◆ **Material for this task**
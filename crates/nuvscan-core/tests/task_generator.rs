use nuvscan_core::fs::MemoryFileSystem;
use nuvscan_core::runtime::Runtime;
use nuvscan_core::scanner::Scanner;
use nuvscan_core::tasks::TaskGenerator;
use nuvscan_core::tree::{MultiFileAction, Package, RootScan, SingleFileAction};

fn generate(fs: &MemoryFileSystem) -> Vec<String> {
    let root = Scanner::new(fs, "packages").build_tree().unwrap();
    TaskGenerator::default().generate(&root).unwrap()
}

#[test]
fn empty_root_generates_nothing() {
    let root = RootScan::new("packages", "packages");
    assert!(TaskGenerator::default().generate(&root).unwrap().is_empty());
}

#[test]
fn root_actions_use_their_runtime_kind() {
    let fs = MemoryFileSystem::new();
    fs.add_file("packages/a.js", "");
    fs.add_file("packages/b.py", "");
    fs.add_file("packages/c.java", "");
    fs.add_file("packages/d.go", "");

    assert_eq!(
        generate(&fs),
        vec![
            "nuv wsk action update a packages/a.js --kind nodejs:default",
            "nuv wsk action update b packages/b.py --kind python:default",
            "nuv wsk action update c packages/c.java --kind java:default",
            "nuv wsk action update d packages/d.go --kind go:default",
        ]
    );
}

#[test]
fn package_is_registered_before_its_actions() {
    let fs = MemoryFileSystem::new();
    fs.add_file("packages/subf/a.js", "");
    fs.add_file("packages/subf/b.py", "");

    assert_eq!(
        generate(&fs),
        vec![
            "nuv wsk package update subf",
            "nuv wsk action update subf/a packages/subf/a.js --kind nodejs:default",
            "nuv wsk action update subf/b packages/subf/b.py --kind python:default",
        ]
    );
}

#[test]
fn multi_file_action_is_zipped_then_updated() {
    let fs = MemoryFileSystem::new();
    fs.add_file("packages/subf/mfa/requirements.txt", "requests");
    fs.add_file("packages/subf/mfa/__main__.py", "");

    assert_eq!(
        generate(&fs),
        vec![
            "nuv wsk package update subf",
            "nuv pack -r packages/subf/mfa/mfa.zip packages/subf/mfa/*",
            "nuv wsk action update subf/mfa packages/subf/mfa/mfa.zip --kind python:default",
        ]
    );
}

#[test]
fn hello_and_subf1_project() {
    let fs = MemoryFileSystem::new();
    fs.add_file("packages/hello.js", "");
    fs.add_file("packages/subf1/mfa/package.json", "{}");

    assert_eq!(
        generate(&fs),
        vec![
            "nuv wsk action update hello packages/hello.js --kind nodejs:default",
            "nuv wsk package update subf1",
            "nuv pack -r packages/subf1/mfa/mfa.zip packages/subf1/mfa/*",
            "nuv wsk action update subf1/mfa packages/subf1/mfa/mfa.zip --kind nodejs:default",
        ]
    );
}

#[test]
fn single_file_commands_precede_multi_file_commands() {
    let fs = MemoryFileSystem::new();
    fs.add_file("packages/pkg/aaa/package.json", "{}");
    fs.add_file("packages/pkg/bbb/go.mod", "module bbb");
    fs.add_file("packages/pkg/zzz.py", "");
    fs.add_file("packages/pkg/yyy.go", "");

    let tasks = generate(&fs);

    assert_eq!(
        tasks,
        vec![
            "nuv wsk package update pkg",
            "nuv wsk action update pkg/yyy packages/pkg/yyy.go --kind go:default",
            "nuv wsk action update pkg/zzz packages/pkg/zzz.py --kind python:default",
            "nuv pack -r packages/pkg/aaa/aaa.zip packages/pkg/aaa/*",
            "nuv wsk action update pkg/aaa packages/pkg/aaa/aaa.zip --kind nodejs:default",
            "nuv pack -r packages/pkg/bbb/bbb.zip packages/pkg/bbb/*",
            "nuv wsk action update pkg/bbb packages/pkg/bbb/bbb.zip --kind go:default",
        ]
    );
}

#[test]
fn every_action_produces_its_commands() {
    let fs = MemoryFileSystem::new();
    fs.add_file("packages/root.js", "");
    for pkg in ["p1", "p2", "p3"] {
        for i in 0..5 {
            fs.add_file(format!("packages/{pkg}/s{i}.py"), "");
            fs.add_file(format!("packages/{pkg}/m{i}/pom.xml"), "");
        }
    }

    let root = Scanner::new(&fs, "packages").build_tree().unwrap();
    let tasks = TaskGenerator::default().generate(&root).unwrap();

    let expected = root.packages.len()
        + root.single_file_action_count()
        + 2 * root.multi_file_action_count();
    assert_eq!(expected, 1 + 3 + 15 + 30);
    assert_eq!(tasks.len(), expected);
}

#[test]
fn generation_is_deterministic() {
    let fs = MemoryFileSystem::new();
    for i in 0..20 {
        fs.add_file(format!("packages/pkg/single{i:02}.js"), "");
        fs.add_file(format!("packages/pkg/multi{i:02}/main.go"), "");
    }
    let root = Scanner::new(&fs, "packages").build_tree().unwrap();
    let generator = TaskGenerator::default();

    let first = generator.generate(&root).unwrap();
    for _ in 0..10 {
        assert_eq!(generator.generate(&root).unwrap(), first);
    }
}

#[test]
fn custom_tools_prefix_commands() {
    let mut package = Package::new("pkg", "packages/pkg");
    package.single_file_actions.push(SingleFileAction {
        name: "one".to_string(),
        path: "packages/pkg/one.js".into(),
        runtime: Runtime::NodeJs,
    });
    package.multi_file_actions.push(MultiFileAction {
        name: "two".to_string(),
        path: "packages/pkg/two".into(),
        runtime: Runtime::Java,
    });
    let mut root = RootScan::new("packages", "packages");
    root.packages.push(package);

    let tasks = TaskGenerator::new("wsk -i", "zip").generate(&root).unwrap();

    assert_eq!(
        tasks,
        vec![
            "wsk -i package update pkg",
            "wsk -i action update pkg/one packages/pkg/one.js --kind nodejs:default",
            "zip -r packages/pkg/two/two.zip packages/pkg/two/*",
            "wsk -i action update pkg/two packages/pkg/two/two.zip --kind java:default",
        ]
    );
}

◆ **Work instruction**
Write out exactly the lines above from the line with "pack -r packages/subf1/mfa/mfa.zip" through the line with "let tasks = TaskGenerator::default().generate(&root).unwrap();", both of them included, and leave out all other lines.

◆ **Result of the exercise**
            "nuv pack -r packages/subf1/mfa/mfa.zip packages/subf1/mfa/*",
            "nuv wsk action update subf1/mfa packages/subf1/mfa/mfa.zip --kind nodejs:default",
        ]
    );
}

#[test]
fn single_file_commands_precede_multi_file_commands() {
    let fs = MemoryFileSystem::new();
    fs.add_file("packages/pkg/aaa/package.json", "{}");
    fs.add_file("packages/pkg/bbb/go.mod", "module bbb");
    fs.add_file("packages/pkg/zzz.py", "");
    fs.add_file("packages/pkg/yyy.go", "");

    let tasks = generate(&fs);

    assert_eq!(
        tasks,
        vec![
            "nuv wsk package update pkg",
            "nuv wsk action update pkg/yyy packages/pkg/yyy.go --kind go:default",
            "nuv wsk action update pkg/zzz packages/pkg/zzz.py --kind python:default",
            "nuv pack -r packages/pkg/aaa/aaa.zip packages/pkg/aaa/*",
            "nuv wsk action update pkg/aaa packages/pkg/aaa/aaa.zip --kind nodejs:default",
            "nuv pack -r packages/pkg/bbb/bbb.zip packages/pkg/bbb/*",
            "nuv wsk action update pkg/bbb packages/pkg/bbb/bbb.zip --kind go:default",
        ]
    );
}

#[test]
fn every_action_produces_its_commands() {
    let fs = MemoryFileSystem::new();
    fs.add_file("packages/root.js", "");
    for pkg in ["p1", "p2", "p3"] {
        for i in 0..5 {
            fs.add_file(format!("packages/{pkg}/s{i}.py"), "");
            fs.add_file(format!("packages/{pkg}/m{i}/pom.xml"), "");
        }
    }

    let root = Scanner::new(&fs, "packages").build_tree().unwrap();
    let tasks = TaskGenerator::default().generate(&root).unwrap();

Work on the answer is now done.